Volcanic Ash – When is it safe to fly a plane through?
Written by: Steve Ward-Smith
When is it safe to fly a plane through volcanic ash?
Data on particle size, shape, and terminal velocities of volcanic ash particles are required to understand how the irregularly-shaped grains are likely to affect both aircraft and public health. Being able to make this kind of statement makes it easy for me to get up in the mornings! It is always nice to know your work can genuinely influence the wider world. With the current eruption in Indonesia volcanic ash is again a hot issue.
In April and May 2010, large areas of European airspace were closed due to the eruption of the Icelandic volcano, Eyjafjallajökull. Although this latest event appeared to catch the world by surprise, and there is clearly still a great deal to learn, vulcanologists, geologists and mineralogists are already hot on the trail of effective technological and methodological solutions.
Volcanic Ash: To fly or not to fly? – New report published
In response to Eyjafjallajökull, the Institution of Mechanical Engineers [IME] published a report in October entitled; ‘Volcanic Ash: To fly or not to fly?’. In this review they call for “significant investment and action” towards the establishment of clear procedures for assessing whether or not it is safe to fly following a volcanic eruption based on extensive modelling. In their final recommendations they stress the need for model data to be based on “measurements of actual volcanic eruptions for their particle size, chemistry and ash volume together with improved modelling of the subsequent atmospheric dispersion over distance and time.”
Obviously, modelling is better than real practical experiments in this case, as nobody wants to be on a flight that experiences engine issues due to ash, as passengers on a BA flight in Indonesia in 1982 and a KLM flight in Alaska in 1989 will testify!
Several published studies have demonstrated that the Mastersizer 2000 particle size analyzer from Malvern Instruments is an ideal tool to gather data to help assess potential outcomes of ash distribution following a volcanic eruption. So perhaps it’s a leap for me to claim to be helping to influencing world events but just knowing that the work we do at Malvern might directly influence whether or not I can fly my family to somewhere hot next summer without fear of getting stuck there for months is satisfying enough.
Laser diffraction is ideal for volcanic ash analysis
You don’t have to take my word for it of course.
In 2003 Riley et al, from Michigan Technological University used laser diffraction to measure grain-size distributions of bulk samples in a method that uses quantitative shape measurements of distal volcanic ash with particles less than 200 mm in size to expand our understanding of volcanic ash transport and remote sensing measurements of volcanic clouds. (J. Geophys.
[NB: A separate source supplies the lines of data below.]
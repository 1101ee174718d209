use async_trait::async_trait;

use booktime_core::{Email, UserId};

use super::PgStore;
use crate::db::{RepositoryError, UserStore, map_write_error};
use crate::models::{NewUser, User, UserCredentials, UserUpdate};

const USER_COLUMNS: &str = "id, email, first_name, last_name, is_active, role, date_joined";

#[derive(sqlx::FromRow)]
struct CredentialsRow {
    #[sqlx(flatten)]
    user: User,
    password_hash: String,
}

#[async_trait]
impl UserStore for PgStore {
    async fn create_user(&self, user: &NewUser) -> Result<User, RepositoryError> {
        let sql = format!(
            "INSERT INTO storefront.user (email, password_hash, first_name, last_name, role)
             VALUES ($1, $2, $3, $4, $5)
             RETURNING {USER_COLUMNS}"
        );
        sqlx::query_as(&sql)
            .bind(&user.email)
            .bind(&user.password_hash)
            .bind(&user.first_name)
            .bind(&user.last_name)
            .bind(user.role)
            .fetch_one(&self.pool)
            .await
            .map_err(|e| map_write_error(e, "user with this email"))
    }

    async fn get_user(&self, id: UserId) -> Result<Option<User>, RepositoryError> {
        let sql = format!("SELECT {USER_COLUMNS} FROM storefront.user WHERE id = $1");
        let user = sqlx::query_as(&sql)
            .bind(id)
            .fetch_optional(&self.pool)
            .await?;
        Ok(user)
    }

    async fn get_credentials(
        &self,
        email: &Email,
    ) -> Result<Option<UserCredentials>, RepositoryError> {
        let sql = format!(
            "SELECT {USER_COLUMNS}, password_hash FROM storefront.user WHERE email = $1"
        );
        let row: Option<CredentialsRow> = sqlx::query_as(&sql)
            .bind(email)
            .fetch_optional(&self.pool)
            .await?;

        Ok(row.map(|row| UserCredentials {
            user: row.user,
            password_hash: row.password_hash,
        }))
    }

    async fn list_users(&self) -> Result<Vec<User>, RepositoryError> {
        let sql = format!("SELECT {USER_COLUMNS} FROM storefront.user ORDER BY id");
        let users = sqlx::query_as(&sql).fetch_all(&self.pool).await?;
        Ok(users)
    }

    async fn update_user(&self, id: UserId, update: &UserUpdate) -> Result<User, RepositoryError> {
        let sql = format!(
            "UPDATE storefront.user SET
                 first_name = COALESCE($2, first_name),
                 last_name = COALESCE($3, last_name),
                 is_active = COALESCE($4, is_active),
                 role = CASE WHEN $5 THEN $6 ELSE role END
             WHERE id = $1
             RETURNING {USER_COLUMNS}"
        );
        sqlx::query_as(&sql)
            .bind(id)
            .bind(update.first_name.as_deref())
            .bind(update.last_name.as_deref())
            .bind(update.is_active)
            .bind(update.role.is_some())
            .bind(update.role.flatten())
            .fetch_optional(&self.pool)
            .await?
            .ok_or(RepositoryError::NotFound)
    }
}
Res., 108, 2504)
In 2004, a study from Sperazza et al. from the University of Montana showed that laser diffraction can rapidly and precisely measure sediment as fine as 10 µm without the need for extensive mineralogical determinations (Journal of Sedimentary Research; September 2004; v. 74; no. 5; p. 736-743).
Then, in 2007 Claire J. Horwell from the University of Durham used grain-size analysis of volcanic ash for the rapid assessment of respiratory health hazard. (J. Environ. Monit., 2007, 9, 1107 – 1115)
Volcanic Ash & Eyjafjallajokull: the fall out
The ongoing consequences of the Eyjafjallajokull eruption and subsequent volcanic ash are still being calculated.
According the IME report:
- 33 nations grounded over 100,000 flights
- 5,000,000 travellers were stranded around the world
- This disruption is estimated to have cost the European economy between €1.5–2.5bn
The real cost of delayed or uncertain data and analyses following this type of natural disaster are very clear. Additionally, while the ash cloud from the Icelandic eruption remained high enough from the ground to pose no threat, volcanic ash can have the potential to cause acute and chronic respiratory diseases if the particles are sufficiently fine to enter the respiratory system. Accurate information enabling fast decisions can save millions while ensuring the highest levels of safety are maintained.